Marroni exige compensação pelos 28 anos de pedágio mais caro do Brasil
Proposta foi apresentada pelo prefeito na audiência pública que discutiu o novo modelo de concessão nas rodovias da Zona Sul do Estado, prevista para iniciar em 2027
Apoio não faltou à proposta do prefeito Fernando Marroni na tarde desta terça-feira (17) durante a audiência pública realizada pela Agência Nacional de Transportes Terrestres (ANTT) para debater o novo modelo de exploração das rodovias da zona sul do Estado. A plateia que lotou o auditório da UCPel aplaudiu de forma entusiástica a defesa do chefe do Executivo por uma compensação financeira à região pelos 28 anos das praças de pedágio que cobraram uma das tarifas mais caras do Brasil - a que Marroni chamou de “extorsão”.
O problema da nossa região sempre foi o valor do pedágio, a extorsão que foi praticada sem nenhuma ordem, a nossa região precisa de uma compensação por isso”, disse Marroni. O prefeito sustentou que os valores envolvidos em quase três décadas poderiam ter financiado a duplicação “de ponta a ponta” de todas as estradas, de pontes, e ainda finalizado o trecho do lote 4 da BR 392, que dá acesso ao terminal portuário do Rio Grande. “Está na hora de fazer esta compensação, se todos achamos que foi injusto a forma como foi concedida a exploração das rodovias no nosso polo rodoviário, temos que exigir que se faça essa compensação, porque com o dinheiro que foi arrecadado dava para ter feito o dobro das obras que foram feitas”, afirmou.
Marroni também considerou “inadmissível” que sejam previstas no novo modelo de exploração praças de pedágio dentro dos municípios, como ocorreu no modelo anterior - cujo contrato expirou no dia 3 deste mês. O prefeito ainda reforçou um prazo maior para que Pelotas e região possam se mobilizar, fazerem audiências públicas capazes de debater a concessão da malha rodoviária em profundidade e, assim, oferecer uma resposta.
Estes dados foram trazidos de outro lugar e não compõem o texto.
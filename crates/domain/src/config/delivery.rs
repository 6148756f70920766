use serde::{Deserialize, Serialize};

// ━━━━━━━━━━━━━━━━━━━━━━━━━━━━━━━━━━━━━━━━━━━━━━━━━━━━━━━━━━━━━━━━━━
// Event delivery
// ━━━━━━━━━━━━━━━━━━━━━━━━━━━━━━━━━━━━━━━━━━━━━━━━━━━━━━━━━━━━━━━━━━

/// Retry and routing rules for handing events to the transport.
#[derive(Debug, Clone, Serialize, Deserialize)]
pub struct DeliveryConfig {
    /// Total send attempts per event, including the first.
    #[serde(default = "d_attempts")]
    pub max_attempts: u32,

    /// Delay before the first retry (milliseconds).
    #[serde(default = "d_initial_backoff")]
    pub initial_backoff_ms: u64,

    /// Cap on the delay between retries (milliseconds).
    #[serde(default = "d_max_backoff")]
    pub max_backoff_ms: u64,

    /// Multiplier applied after each failed attempt.
    #[serde(default = "d_factor")]
    pub backoff_factor: f64,

    #[serde(default)]
    pub route: DeliveryRoute,
}

impl Default for DeliveryConfig {
    fn default() -> Self {
        Self {
            max_attempts: d_attempts(),
            initial_backoff_ms: d_initial_backoff(),
            max_backoff_ms: d_max_backoff(),
            backoff_factor: d_factor(),
            route: DeliveryRoute::default(),
        }
    }
}

/// Which transport method carries lifecycle events.
#[derive(Debug, Clone, Copy, Default, PartialEq, Eq, Serialize, Deserialize)]
#[serde(rename_all = "lowercase")]
pub enum DeliveryRoute {
    /// `send_message(user_id, ..)`.
    #[default]
    User,
    /// `send_to_thread(thread_id, ..)`.
    Thread,
}

fn d_attempts() -> u32 {
    3
}
fn d_initial_backoff() -> u64 {
    100
}
fn d_max_backoff() -> u64 {
    2_000
}
fn d_factor() -> f64 {
    2.0
}
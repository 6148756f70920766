//! In-memory transport that records everything it is asked to send.
//!
//! Used by the `demo` command and by tests.  Failures can be injected per
//! target so retry and isolation behaviour can be exercised.

use std::collections::HashMap;

use parking_lot::Mutex;
use serde_json::Value;

use rf_domain::event::AgentEvent;

use crate::transport::Transport;

#[derive(Debug, Clone, Copy, PartialEq, Eq)]
pub enum Route {
    User,
    Thread,
}

#[derive(Debug, Clone)]
pub struct Recorded {
    pub route: Route,
    /// `user_id` or `thread_id` depending on `route`.
    pub target: String,
    pub message: Value,
}

#[derive(Default)]
struct Inner {
    sent: Vec<Recorded>,
    errors: Vec<(String, String)>,
    /// Remaining forced failures per target.
    fail_next: HashMap<String, u32>,
    attempts: HashMap<String, u32>,
}

#[derive(Default)]
pub struct RecordingTransport {
    inner: Mutex<Inner>,
}

impl RecordingTransport {
    pub fn new() -> Self {
        Self::default()
    }

    /// Make the next `n` sends to `target` report failure.
    pub fn fail_next(&self, target: &str, n: u32) {
        self.inner.lock().fail_next.insert(target.to_owned(), n);
    }

    /// Make every send to `target` fail until [`heal`](Self::heal) is called.
    pub fn fail_always(&self, target: &str) {
        self.fail_next(target, u32::MAX);
    }

    pub fn heal(&self, target: &str) {
        self.inner.lock().fail_next.remove(target);
    }

    /// Messages successfully sent to `target`, in order.
    pub fn messages_to(&self, target: &str) -> Vec<Value> {
        self.inner
            .lock()
            .sent
            .iter()
            .filter(|r| r.target == target)
            .map(|r| r.message.clone())
            .collect()
    }

    /// Successfully sent messages decoded back into events.  Messages that
    /// are not lifecycle events are skipped.
    pub fn events_to(&self, target: &str) -> Vec<AgentEvent> {
        self.messages_to(target)
            .into_iter()
            .filter_map(|m| serde_json::from_value(m).ok())
            .collect()
    }

    pub fn all_sent(&self) -> Vec<Recorded> {
        self.inner.lock().sent.clone()
    }

    /// Error notices sent to `user_id`.
    pub fn errors_for(&self, user_id: &str) -> Vec<String> {
        self.inner
            .lock()
            .errors
            .iter()
            .filter(|(u, _)| u == user_id)
            .map(|(_, text)| text.clone())
            .collect()
    }

    /// Send attempts against `target`, failed ones included.
    pub fn attempts_to(&self, target: &str) -> u32 {
        self.inner.lock().attempts.get(target).copied().unwrap_or(0)
    }

    fn record(&self, route: Route, target: &str, message: Value) -> bool {
        let mut inner = self.inner.lock();
        *inner.attempts.entry(target.to_owned()).or_default() += 1;

        if let Some(remaining) = inner.fail_next.get_mut(target) {
            if *remaining > 0 {
                if *remaining != u32::MAX {
                    *remaining -= 1;
                }
                return false;
            }
        }

        inner.sent.push(Recorded {
            route,
            target: target.to_owned(),
            message,
        });
        true
    }
}

#[async_trait::async_trait]
impl Transport for RecordingTransport {
    async fn send_message(&self, user_id: &str, message: Value) -> bool {
        self.record(Route::User, user_id, message)
    }

    async fn send_to_thread(&self, thread_id: &str, message: Value) -> bool {
        self.record(Route::Thread, thread_id, message)
    }

    async fn send_error(&self, user_id: &str, text: &str) -> bool {
        self.inner
            .lock()
            .errors
            .push((user_id.to_owned(), text.to_owned()));
        true
    }
}

#[cfg(test)]
mod tests {
    use super::*;
    use serde_json::json;

    #[tokio::test]
    async fn records_by_target() {
        let t = RecordingTransport::new();
        assert!(t.send_message("u1", json!({"n": 1})).await);
        assert!(t.send_to_thread("t9", json!({"n": 2})).await);
        assert_eq!(t.messages_to("u1"), vec![json!({"n": 1})]);
        assert_eq!(t.messages_to("t9").len(), 1);
        assert_eq!(t.all_sent()[1].route, Route::Thread);
    }

    #[tokio::test]
    async fn injected_failures_run_out() {
        let t = RecordingTransport::new();
        t.fail_next("u1", 2);
        assert!(!t.send_message("u1", json!(1)).await);
        assert!(!t.send_message("u1", json!(2)).await);
        assert!(t.send_message("u1", json!(3)).await);
        assert_eq!(t.attempts_to("u1"), 3);
        assert_eq!(t.messages_to("u1"), vec![json!(3)]);
        // Other users are unaffected.
        assert!(t.send_message("u2", json!(1)).await);
    }

    #[tokio::test]
    async fn fail_always_until_healed() {
        let t = RecordingTransport::new();
        t.fail_always("u1");
        for _ in 0..5 {
            assert!(!t.send_message("u1", json!(null)).await);
        }
        t.heal("u1");
        assert!(t.send_message("u1", json!(null)).await);
    }
}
Público lotou o auditório da UCPel na tarde desta terça-feira (17), na audiência pública promovida pela ANTT para debater o novo modelo de concessão nas rodovias da região, denominado pela Agência "Rota Portuária do Sul" (Fotos: Volmer Perez/Secom)
“Nós precisamos sim de manutenção nas estradas, socorro nas estradas, atendimento aos usuários, é uma realidade dos novos tempos para que tenhamos rodovias em boas condições - não vejo que devemos nos opor a isso, o problema, aqui, sempre foi o valor desse pedágio”, reafirmou.
O novo modelo de concessão nas BRs 116 e 392, denominado Rota Portuária do Sul, vai abranger 13 municípios, a partir de Camaquã até Jaguarão, pela 116, e do porto do Rio Grande a Santana da Boa Vista, pela 392. De acordo com a apresentação dos técnicos da ANTT na audiência desta terça-feira - a terceira, as anteriores foram em Brasília e em Porto Alegre - o contrato terá vigência de 30 anos, a partir de agosto de 2027. O início da cobrança, conforme o contrato, será a partir do sexto mês de operação da concessionária vencedora do processo de licitação.